INHIBITION BY MODIFIED OLIGODEOXYNUCLEOTIDES OF THE EXPRESSION OF TYPE-1 PLASMINOGEN-ACTIVATOR INHIBITOR IN HUMAN ENDOTHELIAL-CELLS

Antisense phosphodiester and phosphorothioate oligodeoxynucleotides (23-residue or 24-residue oligodeoxynucleotides) were constructed for sequences of type-1 plasminogen-activator-inhibitor mRNA to assess their capability to modulate type-1 plasminogen-activator-inhibitor-mediated fibrinolysis.
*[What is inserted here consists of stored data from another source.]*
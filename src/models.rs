use std::collections::{BTreeMap, BTreeSet};
use std::fmt;

use chrono::{DateTime, Datelike, NaiveDate, Utc};
use serde::{Deserialize, Serialize};
use uuid::Uuid;

/// Deduplication key of a paper: the case-folded DOI when known, else the normalized title.
#[derive(Debug, Clone, PartialEq, Eq, Hash, PartialOrd, Ord, Serialize, Deserialize)]
#[serde(tag = "kind", content = "value", rename_all = "snake_case")]
pub enum IdentityKey {
    Doi(String),
    Title(String),
}

impl IdentityKey {
    /// Compute the key for a DOI/title pair. `None` when neither yields anything usable.
    pub fn derive(doi: Option<&str>, title: &str) -> Option<Self> {
        if let Some(doi) = doi.map(normalize_doi).filter(|d| !d.is_empty()) {
            return Some(IdentityKey::Doi(doi.to_lowercase()));
        }
        let normalized = normalize_title(title);
        if normalized.is_empty() {
            None
        } else {
            Some(IdentityKey::Title(normalized))
        }
    }
}

impl fmt::Display for IdentityKey {
    fn fmt(&self, f: &mut fmt::Formatter<'_>) -> fmt::Result {
        match self {
            IdentityKey::Doi(doi) => write!(f, "doi:{}", doi),
            IdentityKey::Title(title) => write!(f, "title:{}", title),
        }
    }
}

/// Lower-case, drop punctuation, collapse whitespace.
pub fn normalize_title(title: &str) -> String {
    title
        .to_lowercase()
        .chars()
        .filter(|c| c.is_alphanumeric() || c.is_whitespace())
        .collect::<String>()
        .split_whitespace()
        .collect::<Vec<_>>()
        .join(" ")
}

/// Strip resolver URL and `doi:` prefixes. Case is preserved.
pub fn normalize_doi(raw: &str) -> String {
    let trimmed = raw.trim();
    let lower = trimmed.to_ascii_lowercase();
    for prefix in [
        "https://doi.org/",
        "http://doi.org/",
        "https://dx.doi.org/",
        "http://dx.doi.org/",
        "doi:",
    ] {
        if lower.starts_with(prefix) {
            return trimmed[prefix.len()..].trim().to_string();
        }
    }
    trimmed.to_string()
}

#[derive(Debug, Clone, PartialEq, Eq, Serialize, Deserialize)]
pub struct Author {
    pub name: String,
    pub affiliation: Option<String>,
    pub orcid: Option<String>,
}

impl Author {
    pub fn named(name: impl Into<String>) -> Self {
        Self {
            name: name.into(),
            affiliation: None,
            orcid: None,
        }
    }
}

/// Canonical record for one academic work.
#[derive(Debug, Clone, PartialEq, Serialize, Deserialize)]
pub struct Paper {
    pub id: String,
    identity: IdentityKey,
    pub doi: Option<String>,
    pub title: String,
    /// Source name -> identifier within that source. Entries are never overwritten.
    pub external_ids: BTreeMap<String, String>,
    pub authors: Vec<Author>,
    pub abstract_text: Option<String>,
    pub keywords: BTreeSet<String>,
    pub publication_date: Option<NaiveDate>,
    pub year: Option<i32>,
    pub venue: Option<String>,
    pub volume: Option<String>,
    pub issue: Option<String>,
    pub pages: Option<String>,
    pub publisher: Option<String>,
    pub citation_count: u32,
    pub reference_count: u32,
    pub influential_citation_count: Option<u32>,
    pub pdf_url: Option<String>,
    pub open_access_url: Option<String>,
    pub publisher_url: Option<String>,
    /// Identifiers of cited works, in first-seen order, without duplicates.
    pub references: Vec<String>,
    pub source: String,
    pub discovered_at: DateTime<Utc>,
    pub updated_at: DateTime<Utc>,
    pub analysis: Option<PaperAnalysis>,
}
Antisense oligodeoxynucleotides were targeted at the mRNA sequence coding a signal peptide, at a part of the reactive center Ile342-Pro349, and at an internally translated segment Asn265-Leu272. The effect of antisense oligonucleotides on the concentration of type-1 plasminogen activator inhibitor in conditioned media and human endothelial cells was determined by the activity test with fibrin as a substrate, and by immunoprecipitation after metabolic labelling of cells with [S-35]methionine. Three phosphorothioate oligodeoxynucleotides were specifically inhibitory while phosphodiester oligodeoxynucleotides with the same sequence did not show any activity. Phosphorothioate oligodeoxynucleotides 2, 4 and 6 inhibited the synthesis of type-1 plasminogen activator inhibitor in endothelial cells in a time-dependent and concentration-dependent manner. These data suggest that antisense oligodeoxynucleotides may be useful in the design of antithrombolytic therapeutics.